Поперек этому — нынешняя Югославия. Боль, вошедшая в тело Европы. Уже не рытвина, а ров. Вызов — вне мирового разноединства не обрести устойчивость ни одному из континентальных! Именно мировое в сараевском и заставляет нас вернуться мыслью к Освенциму.
…«Германия — это Гитлер, Гитлер — это Мир» — так ли уж отвращает геббельсовская формула, ежели только выключить память. Нетрудно б другие имена поставить вместо Гитлера и другие державы на место Германии. Однако в том и страшный парадокс Тридцатых века XX, что буквально приурочить ее, формулу эту, можно лишь к двум, и даже не к державам, а к их абсолютизированным персоналиям. К двум личным режимам, заявлявшим себя несменяемо–вечными. К их нарочито–бессознательной «конвергенции», измеряемой множеством крупных и мелких свойств, но фокусирующейся в главном, что даже не идеология, тем более — не убеждения, а нечто вовсе иное, сверхдержавное и надперсональное. Оба делают заявку на Мир и оба — ненавистники замысла ЧЕЛОВЕЧЕСТВА. Оба — захватчики, изнасиловавшие этот неосуществимый проект. Оба не одну лишь Жизнь пытались взнуздать уничтожениями, но покушались и на смерть. Смерть норовили умертвить.
Среди сжатых определений фашизма — мое предпочтение тому, что дал Андрей Платонов: ОБРАБОТКА ЧЕЛОВЕКА В ТРУП. Не гибель человечественную несли Гитлер и Сталин, а «предначертание»: человек обратим в труп — посредством себе подобных, тем самым также превращающихся в труп. Раньше, позже. Никто не избавлен.

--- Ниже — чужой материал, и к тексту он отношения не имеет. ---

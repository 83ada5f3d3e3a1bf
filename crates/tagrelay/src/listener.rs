//! Listener and ConnectionRequest.
//!
//! Each inbound attempt on a bound port runs the listener's callback on
//! the progress tick with a `ConnectionRequest`. The request borrows the
//! worker core for the duration of the callback only, so it cannot
//! outlive it. Accept turns it into an `Endpoint`; dropping it rejects the
//! attempt and the dialer sees a peer failure.

use std::net::SocketAddr;
use std::sync::atomic::{AtomicBool, Ordering};
use std::sync::Weak;

use tagrelay_core::error::Result;
use tagrelay_core::transport::{ConnId, ListenerHandle};
use tagrelay_core::WorkerAddress;

use crate::config::EndpointOptions;
use crate::endpoint::Endpoint;
use crate::worker::{WorkerCore, WorkerShared};

pub(crate) type ListenerCallback = Box<dyn FnMut(ConnectionRequest<'_>) + Send + 'static>;

/// Inbound connection attempt, valid only inside the listener callback.
pub struct ConnectionRequest<'a> {
    core: &'a mut WorkerCore,
    worker: &'a Weak<WorkerShared>,
    conn: ConnId,
    peer: WorkerAddress,
    /// The worker's `WorkerConfig::error_handling`.
    worker_error_handling: bool,
    resolved: bool,
}

impl<'a> ConnectionRequest<'a> {
    pub(crate) fn new(
        core: &'a mut WorkerCore,
        worker: &'a Weak<WorkerShared>,
        conn: ConnId,
        peer: WorkerAddress,
        worker_error_handling: bool,
    ) -> Self {
        Self { core, worker, conn, peer, worker_error_handling, resolved: false }
    }

    /// Address of the dialing worker.
    pub fn peer(&self) -> &WorkerAddress {
        &self.peer
    }

    /// Endpoint options the worker's config would pick.
    pub fn default_options(&self) -> EndpointOptions {
        EndpointOptions::default().error_handling(self.worker_error_handling)
    }

    /// Accept the attempt. The endpoint shares the dialer's salt. Unset
    /// options fall back to the worker's config.
    pub fn accept(mut self, opts: EndpointOptions) -> Result<Endpoint> {
        self.resolved = true;
        let info = self.core.transport_mut()?.accept(self.conn)?;
        let peer = self.peer.clone();
        let error_handling = opts.resolve_error_handling(self.worker_error_handling);
        Ok(self.core.register_endpoint(self.worker, info, error_handling, Some(peer)))
    }

    /// Refuse the attempt explicitly. Same as dropping it.
    pub fn reject(self) {}
}

impl Drop for ConnectionRequest<'_> {
    fn drop(&mut self) {
        if self.resolved {
            return;
        }
        tracing::debug!(peer = %self.peer, "connection request lapsed, rejecting");
        if let Ok(t) = self.core.transport_mut() {
            t.reject(self.conn);
        }
    }
}

/// A bound port. Closing or dropping it unbinds the port.
pub struct Listener {
    handle: ListenerHandle,
    addr: SocketAddr,
    worker: Weak<WorkerShared>,
    closed: AtomicBool,
}

impl Listener {
    pub(crate) fn new(handle: ListenerHandle, addr: SocketAddr, worker: Weak<WorkerShared>) -> Self {
        Self { handle, addr, worker, closed: AtomicBool::new(false) }
    }

    pub fn address(&self) -> SocketAddr {
        self.addr
    }

    pub fn port(&self) -> u16 {
        self.addr.port()
    }

    /// Unbind. Takes effect on the next progress tick. Idempotent.
    pub fn close(&self) {
        if self.closed.swap(true, Ordering::AcqRel) {
            return;
        }
        if let Some(w) = self.worker.upgrade() {
            w.submit_close_listener(self.handle);
        }
    }
}

impl Drop for Listener {
    fn drop(&mut self) {
        self.close();
    }
}

impl std::fmt::Debug for Listener {
    fn fmt(&self, f: &mut std::fmt::Formatter<'_>) -> std::fmt::Result {
        f.debug_struct("Listener").field("addr", &self.addr).finish()
    }
}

Освенцим — гитлеровский — об этом. Сталин же еще шел к своему «окончательному решению», быть может, даже более окончательному (с Бомбой!), но не дошел полшага. А если бы дошел? Рискнул бы? Повторил бы «вывоз [евреев] на восток» (или российский север)? Либо предпочел бы обойтись без газовок, раздвигая дальше и дальше пределы колымского варианта? В любом случае, убежден, он натолкнулся бы в 1950–х на неприятие, растущее во вселенский отпор. Со стороны Штатов, сохранявших ядерное превосходство? Не исключаю. Но думаю о непредвидимых источниках сопротивления. О российском Хуан Карлосе, о московском Ярузельском, о евразийском Дэн Сяопине. И о более простом и неединичном. О Василии Теркине, рвущемся с того света. Об интеллигентах, превозмогших страх. Ведь на послевоенной Лубянке пытали не менее ретиво, чем в Тридцатые. Отчего же не удалось сломить до конца мучеников Еврейского антифашистского комитета? Почему потерпел неудачу этот закупоренный процесс (1952) без прокурора и защитников? Читая ставшую, наконец, гласной архивную запись этого судилища и воздавая должное Соломону Лозовскому, Борису Шимелиовичу и их товарищам, я задерживаюсь на мысли: те были старшими и в чем–то уже устаревающими представителями человеческого множества, верхушкой айсберга с еще не сказавшей свое молодой толщей в основании.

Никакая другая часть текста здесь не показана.